Sadly not too uncommon in publish or perish. IEEE had to withdraw 120 published papers that were written by the SciGen program. The papers themselves were nothing but scientific gibberish but peer reviewers didn’t want to admit that it didn’t make sense. This is especially scary when you think if the influence of IEEE, IEEE has way more power over everyday life than any scientific journal. Nothing you buy has Journal of Applied Psychology Standard XYZ on the back of the box like IEEE does.

Similar problem in the Positivity Hoax. I was having dinner in 2016 with a teacher who referenced this fraud despite it being proven a fraud 2 years prior.

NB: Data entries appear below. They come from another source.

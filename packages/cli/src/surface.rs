//! Terminal rendering of the editor's views

use colored::Colorize;
use std::io::{BufRead, Write};
use std::sync::atomic::{AtomicBool, Ordering};
use syllabus_editor::{AssessmentPlan, RenderSurface, Schedule, Severity, Topic, Unit};

pub struct TerminalSurface {
    assume_yes: bool,

    /// Suppress view output (notifications still print)
    muted: AtomicBool,
}

impl TerminalSurface {
    pub fn new(assume_yes: bool) -> Self {
        Self {
            assume_yes,
            muted: AtomicBool::new(false),
        }
    }

    pub fn set_muted(&self, muted: bool) {
        self.muted.store(muted, Ordering::SeqCst);
    }

    fn is_muted(&self) -> bool {
        self.muted.load(Ordering::SeqCst)
    }
}

impl RenderSurface for TerminalSurface {
    fn render_topics(&self, topics: &[Topic]) {
        if self.is_muted() {
            return;
        }
        println!("{}", "Topics".bright_blue().bold());
        if topics.is_empty() {
            println!("  {}", "No topics yet".dimmed());
        }
        for topic in topics {
            println!("  {}", format_topic(topic));
        }
        println!();
    }

    fn render_units(&self, units: &[Unit], topics: &[Topic]) {
        if self.is_muted() {
            return;
        }
        println!("{}", "Units".bright_blue().bold());
        if units.is_empty() {
            println!("  {}", "No units yet".dimmed());
        }
        for unit in units {
            let title = if unit.title.is_empty() {
                "(untitled)".dimmed().to_string()
            } else {
                unit.title.bright_white().to_string()
            };
            println!("  {}. {}", unit.index, title);
            if !unit.description.is_empty() {
                println!("     {}", unit.description.dimmed());
            }
            for &topic_ref in &unit.topic_refs {
                // Dangling references are skipped, not shown as errors
                if let Some(topic) = topics.get(topic_ref) {
                    println!("     - {}. {}", topic.index, topic.name);
                }
            }
        }
        println!();
    }

    fn render_schedule(&self, schedule: &Schedule) {
        if self.is_muted() {
            return;
        }
        println!("{}", "Teaching schedule".bright_blue().bold());
        println!(
            "  {}h per week over {} weeks",
            schedule.weekly_hours_total, schedule.total_weeks
        );
        for entry in &schedule.monthly_plan {
            println!(
                "  {:<12} {} topics, {}h",
                entry.month, entry.topic_count, entry.hours
            );
        }
        println!();
    }

    fn render_assessment_plan(&self, plan: &AssessmentPlan) {
        if self.is_muted() {
            return;
        }
        println!("{}", "Assessment plan".bright_blue().bold());
        if plan.methods.is_empty() {
            println!("  {}", "No assessment methods yet".dimmed());
        }
        for (index, method) in plan.methods.iter().enumerate() {
            println!(
                "  {}. {:<28} {:>5}%  {}",
                index, method.name, method.weight_percent, method.frequency
            );
        }
        let total: f64 = plan.methods.iter().map(|m| m.weight_percent).sum();
        if !plan.methods.is_empty() && total != 100.0 {
            println!("  {}", format!("Weights total {total}%").yellow());
        }
        println!();
    }

    fn notify(&self, message: &str, severity: Severity) {
        match severity {
            Severity::Info => println!("{} {}", "ℹ".blue(), message),
            Severity::Success => println!("{} {}", "✓".green(), message),
            Severity::Warning => eprintln!("{} {}", "⚠️".yellow(), message.yellow()),
            Severity::Error => eprintln!("{} {}", "✗".red(), message.red()),
        }
    }

    fn confirm(&self, prompt: &str) -> bool {
        if self.assume_yes {
            return true;
        }

        print!("{} {} ", prompt, "[y/N]".dimmed());
        let _ = std::io::stdout().flush();

        let mut answer = String::new();
        match std::io::stdin().lock().read_line(&mut answer) {
            Ok(_) => is_yes(&answer),
            Err(e) => {
                tracing::warn!(error = %e, "failed to read confirmation");
                false
            }
        }
    }
}

fn format_topic(topic: &Topic) -> String {
    let check = if topic.completed {
        "[x]".green().to_string()
    } else {
        "[ ]".to_string()
    };
    let mut line = format!(
        "{} {}. {} ({}h, {})",
        check, topic.index, topic.name, topic.duration_hours, topic.difficulty
    );
    if !topic.description.is_empty() {
        line.push_str(&format!(" {}", topic.description.dimmed()));
    }
    line
}

fn is_yes(answer: &str) -> bool {
    matches!(answer.trim().to_ascii_lowercase().as_str(), "y" | "yes")
}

The reason it passed review was simple. It was using fluid mechanics equations to prove the power of positive thinking in a psychology journal. None of the reviewers, all psychologists, stood any chance of understanding the math, since wen its fluid dynamics and difeq required for a degree in psychology.

Anonymous Coward says:

You're overthinking it

Those articles about COVID and fish were about materials science. The future is buildings made of viruses and trains made of fish. Viruses are well-known for being hard to destroy and fish such as salmon are known for travelling very quickly to cover hundreds of miles. And I bet that you’ve never heard of a virus building destroyed by an earthquake.

Disclaimer: One of the papers about whole body vibration was mine. I found out that if I convince enough tenants in an apartment building to vibrate at the building’s resonant frequency, the building collapses in a few minutes.